Jean Sylvain Bailly (1736-1793), savant et Homme politique

Ensemble de deux lettres signées :

  • Lettre signée, Paris, le 25 octobre 1791, adressée à l’une des sections parisiennes

1 page in-4, brunissures sur les bords

Témoignage de la bonté de Louis XVI pour les pauvres de la capitale en pleine Révolution : Bailly informe ses correspondants (probablement l’une des sections parisiennes), de la distribution des fonds qui ont été accordés par la famille royale :

« J’ai l’honneur, Messieurs, de vous faire passer l’état de la distribution qui a été faite entre les 48 sections de la somme de 50 000 livres que le Roy et la Reine ont accordés aux pauvres de la capitale . Pour faire cet état, j’ai demandé à MM. les administrateurs du département des domaines la liste par eux certifiée du nombre de pauvres que chaque section avait déclarée pour toucher en raison de leurs besoins la part qui leur revenait dans le produit des représentations que les différents spectacles avaient données pour les pauvres …»

BAILLY

Belle signature.

Dans les ouvrages de l’époque, on apprend que la distribution d’argent aux pauvres fut une conséquence des réjouissances organisées pour l’adoption de la nouvelle Constitution. Des aides caritatives furent votées par l’Assemblée Nationale et Louis XVI y ajouta 50 000 livres de sa propre cassette. Les sommes furent distribuées parmi les indigents recensés, au nombre de 118 784 dans la capitale, pour une population d’environ 610 000 personnes, soit près de 20% !

Le souci qu’avait Louis XVI des pauvres gens n’était pas nouveau.
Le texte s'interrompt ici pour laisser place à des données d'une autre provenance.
use async_trait::async_trait;

use crate::application::repos::{ReferenceRepo, RepoError};
use crate::domain::entities::{CategoryRecord, TypeRecord};

use super::PostgresRepositories;
use super::util::map_sqlx_error;

#[derive(sqlx::FromRow)]
struct ReferenceRow {
    id: String,
    name: String,
}

#[async_trait]
impl ReferenceRepo for PostgresRepositories {
    async fn list_categories(&self) -> Result<Vec<CategoryRecord>, RepoError> {
        self.bounded(async {
            let rows = sqlx::query_as::<_, ReferenceRow>(
                r#"
                SELECT id, name
                FROM categories
                ORDER BY name, id
                "#,
            )
            .fetch_all(self.pool())
            .await
            .map_err(map_sqlx_error)?;

            Ok(rows
                .into_iter()
                .map(|row| CategoryRecord {
                    id: row.id,
                    name: row.name,
                })
                .collect())
        })
        .await
    }

    async fn list_types(&self) -> Result<Vec<TypeRecord>, RepoError> {
        self.bounded(async {
            let rows = sqlx::query_as::<_, ReferenceRow>(
                r#"
                SELECT id, name
                FROM types
                ORDER BY name, id
                "#,
            )
            .fetch_all(self.pool())
            .await
            .map_err(map_sqlx_error)?;

            Ok(rows
                .into_iter()
                .map(|row| TypeRecord {
                    id: row.id,
                    name: row.name,
                })
                .collect())
        })
        .await
    }
}
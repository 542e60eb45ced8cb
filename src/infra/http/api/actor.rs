//! Caller identity as forwarded by the upstream gateway.

use axum::extract::FromRequestParts;
use axum::http::HeaderMap;
use axum::http::request::Parts;

use crate::domain::monsters::{Actor, ActorRole};

use super::error::ApiError;

pub const ACTOR_ID_HEADER: &str = "x-actor-id";
pub const ACTOR_ROLE_HEADER: &str = "x-actor-role";

/// Extractor that rejects requests without an actor id with 401.
#[derive(Debug, Clone)]
pub struct RequireActor(pub Actor);

impl<S> FromRequestParts<S> for RequireActor
where
    S: Send + Sync,
{
    type Rejection = ApiError;

    async fn from_request_parts(parts: &mut Parts, _state: &S) -> Result<Self, Self::Rejection> {
        actor_from_headers(&parts.headers)
            .map(RequireActor)
            .ok_or_else(|| ApiError::unauthorized().with_source("infra::http::api::actor"))
    }
}

/// A missing role header reads as the unprivileged role.
pub fn actor_from_headers(headers: &HeaderMap) -> Option<Actor> {
    let id = header_str(headers, ACTOR_ID_HEADER)?;
    let role = header_str(headers, ACTOR_ROLE_HEADER)
        .map(ActorRole::parse)
        .unwrap_or(ActorRole::Member);
    Some(Actor::new(id, role))
}

fn header_str<'a>(headers: &'a HeaderMap, name: &str) -> Option<&'a str> {
    headers
        .get(name)
        .and_then(|value| value.to_str().ok())
        .map(str::trim)
        .filter(|value| !value.is_empty())
}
Il convient de rappeler qu’il fut à l’origine de la création du mont-de-piété pour soulager les pauvres de la capitale.

  • Lettre signée, Paris, le 24 mai 1790, (probablement adressée aux représentants d’un département)

1 page in-4

Bailly prépare la Fête de la Fédération, qui aura lieu le 14 juillet 1790 :

« Les députés que vous avez nommés pour les opérations du pacte fédératif entre toutes les privinces du Royaume ayant terminé les travaux que vous leur avez confiés et dont ils doivent vous rendre compte avant de prendre aucune détermination, j’ai l’honneur de vous inviter à vous réunir jeudi prochain 27 quatre heures de relevée [de l’après-midi] , à l’effet d’entendre le rapport qui vous sera fait par le député de votre section et d’aviser ce que vous jugerez convenable…

BAILLY »

La Fête de la Fédération de juillet 1790 est une étape importante : l’Assemblée Nationale et Lafayette décident, à l’imitation des fêtes civiques spontanées de province, d’organiser une grande célébration pour l’anniversaire de la prise de la Bastille. En quinze jours, le Champ de mars est transformé en un cirque géant. 350 000 personnes sont présentes, parmi lesquelles tous les représentants des départements français, les « fédérés ». Talleyrand célèbre la messe, puis Lafayette et le Président de l’Assemblée prêtent serment de fidélité à la nation, à la loi et au Roi. Enfin, Louis XVI, Marie-Antoinette et par son intermédiaire le Dauphin jurent de respecter la Constitution. C’est une période de concorde nationale, qui ne durera guère.

On joint : une lettre signée du Maire de Paris Jean Nicolas Pache (1746-1823), Paris, le 11 mai 1793, adressée à la Section parisienne Molière et La Fontaine, au sujet du refus opposé à une femme d’entrer aux bains gatuitement.